#### Your goal
Go over the data and copy out each line with "models" in it.

#### Extracted material
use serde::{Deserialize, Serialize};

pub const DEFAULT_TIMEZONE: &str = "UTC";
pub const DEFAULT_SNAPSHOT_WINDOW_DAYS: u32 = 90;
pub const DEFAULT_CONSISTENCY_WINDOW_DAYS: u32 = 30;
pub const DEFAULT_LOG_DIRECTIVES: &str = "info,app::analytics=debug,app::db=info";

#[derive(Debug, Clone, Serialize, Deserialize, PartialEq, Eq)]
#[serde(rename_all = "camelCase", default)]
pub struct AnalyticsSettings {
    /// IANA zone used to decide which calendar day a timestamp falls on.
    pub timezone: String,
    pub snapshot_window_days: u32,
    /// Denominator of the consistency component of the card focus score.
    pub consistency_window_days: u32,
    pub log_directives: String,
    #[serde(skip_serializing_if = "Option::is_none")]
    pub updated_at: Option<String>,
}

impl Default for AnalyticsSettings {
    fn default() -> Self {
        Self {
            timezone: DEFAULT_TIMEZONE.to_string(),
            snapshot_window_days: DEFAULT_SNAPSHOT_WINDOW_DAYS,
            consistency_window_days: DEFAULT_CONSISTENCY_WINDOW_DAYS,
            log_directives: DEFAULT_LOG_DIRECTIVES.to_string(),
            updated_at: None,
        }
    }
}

--

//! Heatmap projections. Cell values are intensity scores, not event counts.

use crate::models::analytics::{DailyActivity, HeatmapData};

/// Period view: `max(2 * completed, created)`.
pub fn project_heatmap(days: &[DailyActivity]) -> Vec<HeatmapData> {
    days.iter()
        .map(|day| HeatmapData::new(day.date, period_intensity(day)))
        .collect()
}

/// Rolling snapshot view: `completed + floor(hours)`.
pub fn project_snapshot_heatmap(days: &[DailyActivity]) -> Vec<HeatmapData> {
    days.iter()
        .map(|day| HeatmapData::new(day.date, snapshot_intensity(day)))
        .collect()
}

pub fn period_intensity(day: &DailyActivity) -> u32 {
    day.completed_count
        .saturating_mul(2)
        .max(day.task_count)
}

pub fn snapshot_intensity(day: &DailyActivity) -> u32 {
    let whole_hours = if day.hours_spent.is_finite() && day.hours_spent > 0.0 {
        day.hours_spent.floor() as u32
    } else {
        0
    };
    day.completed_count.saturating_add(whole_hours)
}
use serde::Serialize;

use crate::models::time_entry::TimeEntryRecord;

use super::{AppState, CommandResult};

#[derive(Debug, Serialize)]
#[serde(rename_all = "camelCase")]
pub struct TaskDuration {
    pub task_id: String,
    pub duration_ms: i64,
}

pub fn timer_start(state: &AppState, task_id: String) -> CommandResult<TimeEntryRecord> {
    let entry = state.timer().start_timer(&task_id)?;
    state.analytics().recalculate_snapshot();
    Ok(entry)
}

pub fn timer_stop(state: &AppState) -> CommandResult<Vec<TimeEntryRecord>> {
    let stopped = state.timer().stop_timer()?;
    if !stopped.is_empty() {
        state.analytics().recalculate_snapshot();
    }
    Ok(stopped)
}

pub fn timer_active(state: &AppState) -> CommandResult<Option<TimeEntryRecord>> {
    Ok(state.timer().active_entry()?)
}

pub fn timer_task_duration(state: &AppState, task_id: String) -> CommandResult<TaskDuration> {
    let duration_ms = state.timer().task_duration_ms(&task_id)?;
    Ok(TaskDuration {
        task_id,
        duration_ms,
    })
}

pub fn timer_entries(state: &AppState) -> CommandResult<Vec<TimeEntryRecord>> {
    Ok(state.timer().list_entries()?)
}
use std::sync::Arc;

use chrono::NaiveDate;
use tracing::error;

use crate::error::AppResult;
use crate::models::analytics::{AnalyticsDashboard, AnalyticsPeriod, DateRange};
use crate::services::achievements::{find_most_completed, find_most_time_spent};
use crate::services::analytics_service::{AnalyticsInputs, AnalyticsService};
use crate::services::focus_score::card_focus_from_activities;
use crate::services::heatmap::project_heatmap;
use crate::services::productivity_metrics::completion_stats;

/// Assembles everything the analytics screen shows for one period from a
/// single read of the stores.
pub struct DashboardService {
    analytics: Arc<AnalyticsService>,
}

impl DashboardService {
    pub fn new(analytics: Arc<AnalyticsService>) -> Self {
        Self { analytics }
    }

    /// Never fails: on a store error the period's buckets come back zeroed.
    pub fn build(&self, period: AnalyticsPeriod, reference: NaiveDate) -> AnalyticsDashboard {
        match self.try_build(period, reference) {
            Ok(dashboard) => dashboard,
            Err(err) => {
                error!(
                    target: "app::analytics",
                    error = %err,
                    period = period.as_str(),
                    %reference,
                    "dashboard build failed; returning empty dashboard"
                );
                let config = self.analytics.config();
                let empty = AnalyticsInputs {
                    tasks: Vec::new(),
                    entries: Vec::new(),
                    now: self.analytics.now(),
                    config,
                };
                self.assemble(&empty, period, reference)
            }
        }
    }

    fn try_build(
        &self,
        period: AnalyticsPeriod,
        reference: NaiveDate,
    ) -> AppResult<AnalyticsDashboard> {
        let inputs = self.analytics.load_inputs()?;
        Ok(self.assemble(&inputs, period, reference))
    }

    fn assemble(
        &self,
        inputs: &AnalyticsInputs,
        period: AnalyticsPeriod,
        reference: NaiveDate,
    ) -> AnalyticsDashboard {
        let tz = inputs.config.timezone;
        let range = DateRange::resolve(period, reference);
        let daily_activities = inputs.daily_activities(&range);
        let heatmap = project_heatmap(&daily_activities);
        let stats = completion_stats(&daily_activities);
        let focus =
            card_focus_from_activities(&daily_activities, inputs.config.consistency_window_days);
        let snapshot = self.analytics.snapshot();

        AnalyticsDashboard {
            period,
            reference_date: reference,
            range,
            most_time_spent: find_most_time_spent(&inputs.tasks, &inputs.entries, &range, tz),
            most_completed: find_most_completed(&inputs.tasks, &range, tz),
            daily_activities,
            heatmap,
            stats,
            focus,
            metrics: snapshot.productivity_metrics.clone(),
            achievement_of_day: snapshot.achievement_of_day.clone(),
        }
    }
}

#### Answer to this exercise
use crate::models::analytics::{DailyActivity, HeatmapData};
use crate::models::time_entry::TimeEntryRecord;
use crate::models::analytics::{AnalyticsDashboard, AnalyticsPeriod, DateRange};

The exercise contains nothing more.